What is Garnishee Proceedings in Nigeria?
Garnishee proceedings is one of the various modes of enforcing court’s judgement. The other modes include: Writ of fiera facie, Writ of possession, Writ of sequestration, judgement summons etc.
Unlike the other modes mentioned above, Garnishee Proceeding is used to enforce monetary judgement.
In this proceedings, a person called the Garnishor approaches the court for order nisi against a person called the garnishee; attaching the sum of money with the later that is standing to the credit of the judgement debtor for the sole purpose of same being used to offset the judgement sum.
On the meaning of Garnishee proceeding, the Court in the case of OBOH V N.F L LTD(2022) 5 NWLR (PT).P.
” Garnishee proceedings are a process of enforcing money judgement by the seizure or attachment of the debts due or accruing to the judgement debtor which forms part of the property available in execution”
The court continued:
….By this process, the court has power to Order a third party to pay direct to the judgement creditor a debt due or accrue from the judgement debtor as much as it may be sufficient to satisfy the amount of the judgement and the cost of the garnishee proceedings” UBN PLC V BONEY MARCUS IND LTD(2005) 13
NWLR (PT. 943)654
Garnishee Proceedings are conducted for the sole purpose of recovering the amount of the judgement debt the court must have given judgement. A judgement sum is the money the court has ordered the judgement debtor to pay.

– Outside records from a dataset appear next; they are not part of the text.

use std::sync::Arc;

use async_trait::async_trait;
use k8s_openapi::api::batch::v1::CronJob;
use serde_json::json;
use tracing::info;

use super::builder::{from_json, PodOptions};
use super::collectors::Collectors;
use super::naming::ResourceNaming;
use super::{
    create_or_get, create_or_replace, delete_named, get_named, name_of, wrong_workload, Framework,
    K8sContext, RunnableFramework,
};
use crate::cluster::Cluster;
use crate::config::ControllerConfig;
use crate::error::{Error, Result};
use crate::lifecycle::RunState;
use crate::model::{Runnable, Workload};

/// Scheduled jobs. A CronJob never completes on its own; it stays RUNNING
/// until stopped or deleted.
#[derive(Clone)]
pub struct CronJobFramework {
    ctx: K8sContext,
}

impl CronJobFramework {
    pub fn new(cluster: Cluster, config: Arc<ControllerConfig>) -> Self {
        Self {
            ctx: K8sContext::new(cluster, config),
        }
    }
}

#[async_trait]
impl Framework for CronJobFramework {
    type Object = CronJob;

    const NAME: &'static str = "k8scronjob";

    fn build(&self, runnable: &Runnable) -> Result<CronJob> {
        let Workload::CronJob(workload) = &runnable.workload else {
            return Err(wrong_workload(Self::NAME, runnable));
        };
        if workload.schedule.trim().is_empty() {
            return Err(Error::InvalidArgument(format!(
                "cron job for run {} has an empty schedule",
                runnable.id
            )));
        }

        let name = ResourceNaming::cron_job_name(runnable);
        let template = self.ctx.builder.pod_template(
            runnable,
            PodOptions {
                workload_name: &name,
                restart_policy: "Never",
                force_init: false,
                init_image: None,
            },
        )?;
        let mut job_spec = json!({ "template": template });
        if let Some(limit) = workload.backoff_limit {
            job_spec["backoffLimit"] = json!(limit);
        }

        from_json(json!({
            "apiVersion": "batch/v1",
            "kind": "CronJob",
            "metadata": self.ctx.builder.metadata(runnable, &name),
            "spec": {
                "schedule": workload.schedule,
                "concurrencyPolicy": "Forbid",
                "jobTemplate": {
                    "metadata": {"labels": self.ctx.builder.labels(runnable)},
                    "spec": job_spec,
                },
            },
        }))
    }

    async fn create(&self, cron_job: &CronJob) -> Result<CronJob> {
        create_or_get(self.ctx.cluster.cron_jobs.as_ref(), cron_job, "CronJob").await
    }

    async fn apply(&self, cron_job: &CronJob) -> Result<CronJob> {
        create_or_replace(self.ctx.cluster.cron_jobs.as_ref(), cron_job, "CronJob").await
    }

    async fn get(&self, cron_job: &CronJob) -> Result<CronJob> {
        get_named(self.ctx.cluster.cron_jobs.as_ref(), &name_of(cron_job), "CronJob").await
    }

    async fn delete(&self, cron_job: &CronJob) -> Result<()> {
        delete_named(self.ctx.cluster.cron_jobs.as_ref(), &name_of(cron_job), "CronJob").await
    }

    fn observe(&self, cron_job: &CronJob, runnable: &mut Runnable) {
        let status = cron_job.status.clone().unwrap_or_default();
        runnable.state = RunState::Running;
        self.ctx.record(
            runnable,
            "cronjob",
            json!({
                "name": name_of(cron_job),
                "schedule": cron_job.spec.as_ref().map(|s| s.schedule.clone()),
                "active": status.active.map_or(0, |a| a.len()),
                "lastScheduleTime": status.last_schedule_time,
                "lastSuccessfulTime": status.last_successful_time,
            }),
        );
    }

    fn selector(&self, cron_job: &CronJob) -> String {
        self.ctx.builder.workload_selector(&name_of(cron_job))
    }

    fn collectors(&self) -> &Collectors {
        &self.ctx.collectors
    }
}

#[async_trait]
impl RunnableFramework for CronJobFramework {
    fn name(&self) -> &'static str {
        Self::NAME
    }

    async fn run(&self, runnable: &Runnable) -> Result<Runnable> {
        let cron_job = self.build(runnable)?;
        let mut runnable = runnable.clone();

        self.ctx.ensure_init_config_map(&runnable).await?;
        self.ctx.ensure_run_secret(&runnable).await?;
        let created = self.create(&cron_job).await?;
        let name = name_of(&created);

        runnable.state = RunState::Running;
        runnable.message = Some(format!("cronjob {name} scheduled"));
        self.ctx.record(&mut runnable, "cronjob", json!({ "name": name }));
        runnable.credentials.erase();

        info!(run_id = %runnable.id, framework = Self::NAME, cronjob = %name, "cron job scheduled");
        Ok(runnable)
    }

    async fn stop(&self, runnable: &Runnable) -> Result<Runnable> {
        let cron_job = self.build(runnable)?;
        self.delete(&cron_job).await?;

        let mut runnable = runnable.clone();
        runnable.state = RunState::Stopped;
        runnable.message = Some(format!("cronjob {} stopped", name_of(&cron_job)));
        Ok(runnable)
    }

    async fn resume(&self, runnable: &Runnable) -> Result<Runnable> {
        let cron_job = self.build(runnable)?;
        self.create(&cron_job).await?;

        let mut runnable = runnable.clone();
        runnable.state = RunState::Running;
        runnable.message = Some(format!("cronjob {} resumed", name_of(&cron_job)));
        Ok(runnable)
    }

    async fn destroy(&self, runnable: &Runnable) -> Result<Runnable> {
        let cron_job = self.build(runnable)?;
        self.delete(&cron_job).await?;
        self.ctx.remove_companions(&runnable.id).await?;

        let mut runnable = runnable.clone();
        self.ctx.finish_destroy(&mut runnable);
        info!(run_id = %runnable.id, framework = Self::NAME, "cron job deleted");
        Ok(runnable)
    }
}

Garnishee proceedings sui generis is a statutory invention. The law that regulates this proceedings is the Sheriff and Civil Process Act and The Judegment Enforcement procedure Rule
PARTIES IN GARNISHEE PROCEEDINGS
In Garnishee proceedings, there are:
a. The Garnishee
b. The Garnishor
c. The Judgement Debtor.
In civil proceedings, before judgement is given, there are usually two persons whose rights and liabilities are to be determined by Court. In simple term, this are usually the Plaintiff and the Defendant.

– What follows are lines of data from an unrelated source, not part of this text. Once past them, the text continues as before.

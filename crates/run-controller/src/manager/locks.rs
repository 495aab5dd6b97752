use std::sync::Arc;

use dashmap::DashMap;
use tokio::sync::{Mutex, OwnedMutexGuard};

/// Per-key async locks. Work on one id is serialized; different ids run
/// concurrently.
#[derive(Clone, Default)]
pub struct KeyedLocks {
    locks: Arc<DashMap<String, Arc<Mutex<()>>>>,
}

impl KeyedLocks {
    pub fn new() -> Self {
        Self::default()
    }

    fn entry(&self, key: &str) -> Arc<Mutex<()>> {
        self.locks.entry(key.to_string()).or_default().value().clone()
    }

    pub async fn lock(&self, key: &str) -> OwnedMutexGuard<()> {
        self.entry(key).lock_owned().await
    }

    pub fn try_lock(&self, key: &str) -> Option<OwnedMutexGuard<()>> {
        self.entry(key).try_lock_owned().ok()
    }

    /// Drop the entry for `key` unless someone holds or waits on it.
    pub fn forget(&self, key: &str) {
        self.locks
            .remove_if(key, |_, lock| Arc::strong_count(lock) == 1);
    }

    /// Forget keys nobody holds or waits on.
    pub fn prune(&self) {
        self.locks.retain(|_, lock| Arc::strong_count(lock) > 1);
    }

    pub fn len(&self) -> usize {
        self.locks.len()
    }

    pub fn is_empty(&self) -> bool {
        self.locks.is_empty()
    }
}

#[cfg(test)]
mod tests {
    use std::time::Duration;

    use super::*;

    #[tokio::test]
    async fn same_key_is_exclusive() {
        let locks = KeyedLocks::new();
        let held = locks.lock("r1").await;

        assert!(locks.try_lock("r1").is_none());
        assert!(locks.try_lock("r2").is_some());

        let waiter = {
            let locks = locks.clone();
            tokio::spawn(async move {
                let _guard = locks.lock("r1").await;
            })
        };
        tokio::time::sleep(Duration::from_millis(20)).await;
        assert!(!waiter.is_finished());

        drop(held);
        waiter.await.unwrap();
    }

    #[tokio::test]
    async fn prune_keeps_held_keys() {
        let locks = KeyedLocks::new();
        let held = locks.lock("r1").await;
        drop(locks.lock("r2").await);

        locks.prune();

        assert_eq!(locks.len(), 1);
        drop(held);
        locks.prune();
        assert!(locks.is_empty());
    }

    #[tokio::test]
    async fn forget_skips_held_keys() {
        let locks = KeyedLocks::new();
        let held = locks.lock("r1").await;

        locks.forget("r1");
        assert_eq!(locks.len(), 1);

        drop(held);
        locks.forget("r1");
        locks.forget("missing");
        assert!(locks.is_empty());
    }
}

Now after judgement, this persons are no longer referred to as the “Plaintiff” and “Defendant“. Both parties acquire new names as Judgement Creditor and judgement debtor.

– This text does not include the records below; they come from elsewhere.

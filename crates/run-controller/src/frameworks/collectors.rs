//! Best-effort pod, log and metric collection for a workload.
//!
//! Pod listing failures go back to the caller. Logs and metrics skip what
//! cannot be read. Nothing here touches runnable state.

use std::sync::Arc;

use k8s_openapi::api::core::v1::Pod;
use serde_json::{json, Value};
use tracing::{debug, warn};

use crate::cluster::Cluster;
use crate::config::ControllerConfig;
use crate::error::{FrameworkError, Result};
use crate::model::{PodLog, PodMetric};

#[derive(Clone)]
pub struct Collectors {
    cluster: Cluster,
    config: Arc<ControllerConfig>,
}

impl Collectors {
    pub fn new(cluster: Cluster, config: Arc<ControllerConfig>) -> Self {
        Self { cluster, config }
    }

    pub fn config(&self) -> &ControllerConfig {
        &self.config
    }

    pub async fn pods(&self, selector: &str) -> Result<Vec<Pod>> {
        self.cluster
            .pods
            .list(selector)
            .await
            .map_err(|e| FrameworkError::from_kube(&e, "Pod", selector).into())
    }

    /// Tail of every container's log in the given pods.
    pub async fn logs(&self, pods: &[Pod]) -> Result<Vec<PodLog>> {
        let tail = Some(self.config.frameworks.log_tail_lines).filter(|n| *n > 0);
        let mut logs = Vec::new();
        for pod in pods {
            let Some(pod_name) = pod.metadata.name.as_deref() else {
                continue;
            };
            let containers = pod
                .spec
                .as_ref()
                .map(|spec| spec.containers.iter().map(|c| c.name.clone()).collect())
                .unwrap_or_else(Vec::new);
            for container in containers {
                let value = match self
                    .cluster
                    .pod_logs
                    .logs(pod_name, Some(&container), tail)
                    .await
                {
                    Ok(value) => value,
                    Err(e) => {
                        warn!(
                            pod = %pod_name,
                            container = %container,
                            error = %e,
                            "skipping container log"
                        );
                        continue;
                    }
                };
                logs.push(PodLog {
                    pod: pod_name.to_string(),
                    container,
                    value,
                });
            }
        }
        debug!(count = logs.len(), "collected container logs");
        Ok(logs)
    }

    /// Usage samples from `metrics.k8s.io` for the given pods.
    pub async fn metrics(&self, pods: &[Pod]) -> Result<Vec<PodMetric>> {
        let mut metrics = Vec::new();
        for pod in pods {
            let Some(pod_name) = pod.metadata.name.as_deref() else {
                continue;
            };
            let sample = match self.cluster.pod_metrics.get(pod_name).await {
                Ok(sample) => sample,
                Err(e) => {
                    warn!(pod = %pod_name, error = %e, "skipping pod metrics");
                    continue;
                }
            };
            metrics.push(PodMetric {
                pod: pod_name.to_string(),
                timestamp: sample
                    .data
                    .get("timestamp")
                    .and_then(Value::as_str)
                    .map(ToString::to_string),
                window: sample
                    .data
                    .get("window")
                    .and_then(Value::as_str)
                    .map(ToString::to_string),
                containers: sample
                    .data
                    .get("containers")
                    .and_then(Value::as_array)
                    .cloned()
                    .unwrap_or_default(),
            });
        }
        Ok(metrics)
    }
}

/// Compact per-pod status recorded under `results["pods"]`.
pub fn summarize_pods(pods: &[Pod]) -> Value {
    Value::Array(
        pods.iter()
            .map(|pod| {
                let status = pod.status.as_ref();
                json!({
                    "name": pod.metadata.name,
                    "phase": status.and_then(|s| s.phase.clone()),
                    "startTime": status.and_then(|s| s.start_time.clone()),
                    "restarts": status
                        .and_then(|s| s.container_statuses.as_ref())
                        .map(|cs| cs.iter().map(|c| c.restart_count).sum::<i32>())
                        .unwrap_or(0),
                })
            })
            .collect(),
    )
}

#[cfg(test)]
mod tests {
    use super::*;
    use crate::cluster::memory::InMemoryCluster;
    use crate::frameworks::builder::tests::config;
    use k8s_openapi::api::core::v1::{Container, PodSpec, PodStatus};
    use kube::api::{DynamicObject, ObjectMeta};
    use kube::discovery::ApiResource;
    use std::collections::BTreeMap;

    fn pod(name: &str, workload: &str) -> Pod {
        Pod {
            metadata: ObjectMeta {
                name: Some(name.into()),
                labels: Some(BTreeMap::from([(
                    "runs.5dlabs.ai/workload".to_string(),
                    workload.to_string(),
                )])),
                ..ObjectMeta::default()
            },
            spec: Some(PodSpec {
                containers: vec![Container {
                    name: "main".into(),
                    ..Container::default()
                }],
                ..PodSpec::default()
            }),
            status: Some(PodStatus {
                phase: Some("Running".into()),
                ..PodStatus::default()
            }),
        }
    }

    #[tokio::test]
    async fn collects_pods_by_selector_and_their_logs() {
        let memory = InMemoryCluster::new();
        memory.pods.insert(pod("p1", "j-a"));
        memory.pods.insert(pod("p2", "j-b"));
        memory.pod_logs.set("p1", "hello\n");
        let collectors = Collectors::new(memory.cluster("runs"), config());

        let pods = collectors.pods("runs.5dlabs.ai/workload=j-a").await.unwrap();
        assert_eq!(pods.len(), 1);

        let logs = collectors.logs(&pods).await.unwrap();
        assert_eq!(
            logs,
            vec![PodLog {
                pod: "p1".into(),
                container: "main".into(),
                value: "hello\n".into()
            }]
        );
        assert_eq!(summarize_pods(&pods)[0]["phase"], "Running");
    }

    #[tokio::test]
    async fn unreadable_logs_are_skipped() {
        let memory = InMemoryCluster::new();
        memory.pod_logs.set("p2", "second\n");
        let collectors = Collectors::new(memory.cluster("runs"), config());

        let logs = collectors
            .logs(&[pod("p1", "j-a"), pod("p2", "j-a")])
            .await
            .unwrap();
        assert_eq!(logs.len(), 1);
        assert_eq!(logs[0].pod, "p2");
        assert_eq!(logs[0].value, "second\n");
    }

    #[tokio::test]
    async fn reads_pod_metrics() {
        let memory = InMemoryCluster::new();
        let mut sample = DynamicObject::new("p1", &ApiResource::erase::<Pod>(&()));
        sample.data = json!({
            "timestamp": "2026-01-01T00:00:00Z",
            "window": "30s",
            "containers": [{"name": "main", "usage": {"cpu": "5m", "memory": "12Mi"}}],
        });
        memory.pod_metrics.insert(sample);
        let collectors = Collectors::new(memory.cluster("runs"), config());

        let metrics = collectors
            .metrics(&[pod("p1", "j-a"), pod("p2", "j-a")])
            .await
            .unwrap();
        assert_eq!(metrics.len(), 1);
        assert_eq!(metrics[0].window.as_deref(), Some("30s"));
        assert_eq!(metrics[0].containers.len(), 1);
    }
}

Upon commencement of Garnishee proceeding, the Judgement Creditor applicant is referred to as the Garnishor while the judgement debtor’s name doesn’t change. Again, a new party is introduced, referred to as the Garnishee.
The Garnishee is usually a third party in whose custody lie money belonging the judgement debtor. The Garnishee is always a bank where the Judgement debtor has account with. CBN V AUTO IMPORT EXPORT (2013) 2 NWLR(PT. 1337) p.80
Regardless of the presence of the judgement debtor, Garnishee proceedings is usually between the Garnishor and the Garnishee.
What is the Procedure for Garnishee Proceedings?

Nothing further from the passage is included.